▶ **Data records**:
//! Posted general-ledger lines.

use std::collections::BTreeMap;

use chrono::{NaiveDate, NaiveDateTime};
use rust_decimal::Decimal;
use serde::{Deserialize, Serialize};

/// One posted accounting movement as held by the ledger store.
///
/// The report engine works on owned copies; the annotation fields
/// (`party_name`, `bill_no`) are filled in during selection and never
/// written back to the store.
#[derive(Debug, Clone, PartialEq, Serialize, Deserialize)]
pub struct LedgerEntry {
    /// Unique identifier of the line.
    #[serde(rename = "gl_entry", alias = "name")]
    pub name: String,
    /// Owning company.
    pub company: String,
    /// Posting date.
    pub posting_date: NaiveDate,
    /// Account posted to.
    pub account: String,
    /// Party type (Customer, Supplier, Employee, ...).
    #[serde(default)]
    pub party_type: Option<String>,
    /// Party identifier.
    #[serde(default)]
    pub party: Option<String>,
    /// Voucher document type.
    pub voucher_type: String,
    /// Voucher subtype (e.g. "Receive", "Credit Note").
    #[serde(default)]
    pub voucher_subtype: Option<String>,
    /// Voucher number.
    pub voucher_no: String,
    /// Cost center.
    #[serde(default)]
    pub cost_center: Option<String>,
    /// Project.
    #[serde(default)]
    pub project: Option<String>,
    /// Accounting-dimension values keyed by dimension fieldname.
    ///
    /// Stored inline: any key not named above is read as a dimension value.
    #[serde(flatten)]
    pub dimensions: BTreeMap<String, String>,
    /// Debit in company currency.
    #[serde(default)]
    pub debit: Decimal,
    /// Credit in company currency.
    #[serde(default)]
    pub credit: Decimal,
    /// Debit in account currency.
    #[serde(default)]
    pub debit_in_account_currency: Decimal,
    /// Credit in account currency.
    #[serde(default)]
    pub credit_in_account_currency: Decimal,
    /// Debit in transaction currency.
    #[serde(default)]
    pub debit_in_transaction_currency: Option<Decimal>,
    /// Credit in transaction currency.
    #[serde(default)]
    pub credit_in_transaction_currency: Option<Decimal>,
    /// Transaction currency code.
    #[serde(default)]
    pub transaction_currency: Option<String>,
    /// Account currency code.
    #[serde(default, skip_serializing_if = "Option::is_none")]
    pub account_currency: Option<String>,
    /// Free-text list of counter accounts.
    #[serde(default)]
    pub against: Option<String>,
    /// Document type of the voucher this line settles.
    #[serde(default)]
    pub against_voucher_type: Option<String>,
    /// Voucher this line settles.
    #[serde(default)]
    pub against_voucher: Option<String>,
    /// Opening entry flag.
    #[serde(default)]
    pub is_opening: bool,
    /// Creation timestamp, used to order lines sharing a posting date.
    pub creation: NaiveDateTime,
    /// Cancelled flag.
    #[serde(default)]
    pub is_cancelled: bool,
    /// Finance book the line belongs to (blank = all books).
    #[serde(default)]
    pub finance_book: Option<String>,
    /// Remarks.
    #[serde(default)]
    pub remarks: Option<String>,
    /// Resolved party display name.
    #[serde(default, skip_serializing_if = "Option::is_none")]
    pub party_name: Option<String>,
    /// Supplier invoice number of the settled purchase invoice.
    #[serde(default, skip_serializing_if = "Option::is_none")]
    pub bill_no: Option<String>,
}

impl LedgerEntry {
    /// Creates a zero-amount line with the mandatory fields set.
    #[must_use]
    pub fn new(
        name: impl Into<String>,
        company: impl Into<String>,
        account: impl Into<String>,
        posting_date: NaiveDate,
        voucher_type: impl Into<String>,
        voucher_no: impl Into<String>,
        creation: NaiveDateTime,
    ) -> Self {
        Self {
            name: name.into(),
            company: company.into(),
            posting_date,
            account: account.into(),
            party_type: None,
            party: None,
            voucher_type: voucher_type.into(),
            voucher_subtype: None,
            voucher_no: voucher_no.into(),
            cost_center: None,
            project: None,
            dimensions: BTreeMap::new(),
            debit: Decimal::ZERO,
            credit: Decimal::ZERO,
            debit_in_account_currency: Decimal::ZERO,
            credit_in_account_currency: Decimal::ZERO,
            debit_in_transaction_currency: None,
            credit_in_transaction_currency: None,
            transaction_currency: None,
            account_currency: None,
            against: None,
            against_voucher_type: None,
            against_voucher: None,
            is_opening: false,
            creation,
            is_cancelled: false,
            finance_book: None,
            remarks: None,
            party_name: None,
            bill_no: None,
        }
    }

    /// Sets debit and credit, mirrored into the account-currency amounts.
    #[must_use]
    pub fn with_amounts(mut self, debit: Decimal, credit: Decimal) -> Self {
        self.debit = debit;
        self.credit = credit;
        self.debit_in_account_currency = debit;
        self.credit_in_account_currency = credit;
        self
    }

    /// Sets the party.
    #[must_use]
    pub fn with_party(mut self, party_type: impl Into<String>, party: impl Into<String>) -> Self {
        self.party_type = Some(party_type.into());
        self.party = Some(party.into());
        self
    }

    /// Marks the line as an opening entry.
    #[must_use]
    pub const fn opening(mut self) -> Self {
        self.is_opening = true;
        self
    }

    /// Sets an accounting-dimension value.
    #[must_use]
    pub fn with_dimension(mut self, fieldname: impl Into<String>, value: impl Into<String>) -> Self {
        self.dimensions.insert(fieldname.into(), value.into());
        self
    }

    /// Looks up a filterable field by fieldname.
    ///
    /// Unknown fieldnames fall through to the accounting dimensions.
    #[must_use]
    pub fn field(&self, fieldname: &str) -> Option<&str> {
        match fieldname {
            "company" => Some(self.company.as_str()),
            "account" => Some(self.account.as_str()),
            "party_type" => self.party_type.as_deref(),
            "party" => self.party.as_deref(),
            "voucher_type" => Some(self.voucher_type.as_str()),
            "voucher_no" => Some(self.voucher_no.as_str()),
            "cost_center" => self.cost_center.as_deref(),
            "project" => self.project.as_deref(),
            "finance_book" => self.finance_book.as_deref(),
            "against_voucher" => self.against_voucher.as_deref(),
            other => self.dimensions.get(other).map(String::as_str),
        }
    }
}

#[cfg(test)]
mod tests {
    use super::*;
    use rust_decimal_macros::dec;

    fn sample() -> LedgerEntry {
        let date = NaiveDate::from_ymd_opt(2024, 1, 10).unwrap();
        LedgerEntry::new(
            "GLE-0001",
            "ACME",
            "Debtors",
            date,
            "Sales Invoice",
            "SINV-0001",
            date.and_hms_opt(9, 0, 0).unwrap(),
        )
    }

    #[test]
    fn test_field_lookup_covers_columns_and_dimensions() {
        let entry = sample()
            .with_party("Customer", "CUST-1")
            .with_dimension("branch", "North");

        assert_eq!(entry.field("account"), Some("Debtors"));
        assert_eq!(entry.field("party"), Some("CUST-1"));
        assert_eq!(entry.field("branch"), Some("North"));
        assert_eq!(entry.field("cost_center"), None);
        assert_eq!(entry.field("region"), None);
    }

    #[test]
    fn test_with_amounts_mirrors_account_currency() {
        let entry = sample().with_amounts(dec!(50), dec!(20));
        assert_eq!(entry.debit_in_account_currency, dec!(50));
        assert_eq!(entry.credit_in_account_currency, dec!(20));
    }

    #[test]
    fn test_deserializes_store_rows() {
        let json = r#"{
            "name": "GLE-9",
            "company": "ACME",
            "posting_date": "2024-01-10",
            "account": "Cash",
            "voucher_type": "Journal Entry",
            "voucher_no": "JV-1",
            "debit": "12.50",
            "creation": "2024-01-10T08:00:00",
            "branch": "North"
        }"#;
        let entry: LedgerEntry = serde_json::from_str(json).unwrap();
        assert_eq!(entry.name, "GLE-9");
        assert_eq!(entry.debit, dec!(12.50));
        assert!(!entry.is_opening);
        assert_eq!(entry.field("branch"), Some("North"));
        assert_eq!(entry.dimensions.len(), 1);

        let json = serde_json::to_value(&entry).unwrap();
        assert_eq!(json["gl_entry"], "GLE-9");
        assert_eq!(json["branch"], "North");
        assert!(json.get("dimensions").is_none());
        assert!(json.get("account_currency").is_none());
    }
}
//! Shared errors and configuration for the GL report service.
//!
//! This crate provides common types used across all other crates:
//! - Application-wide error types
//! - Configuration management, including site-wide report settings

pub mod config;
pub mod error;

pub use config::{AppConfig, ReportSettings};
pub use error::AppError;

▶ **Task directions**:
Copy out each line of the data that has the word "Supplier" in it.

▶ **Reply to the exercise**:
    /// Party type (Customer, Supplier, Employee, ...).
    /// Supplier invoice number of the settled purchase invoice.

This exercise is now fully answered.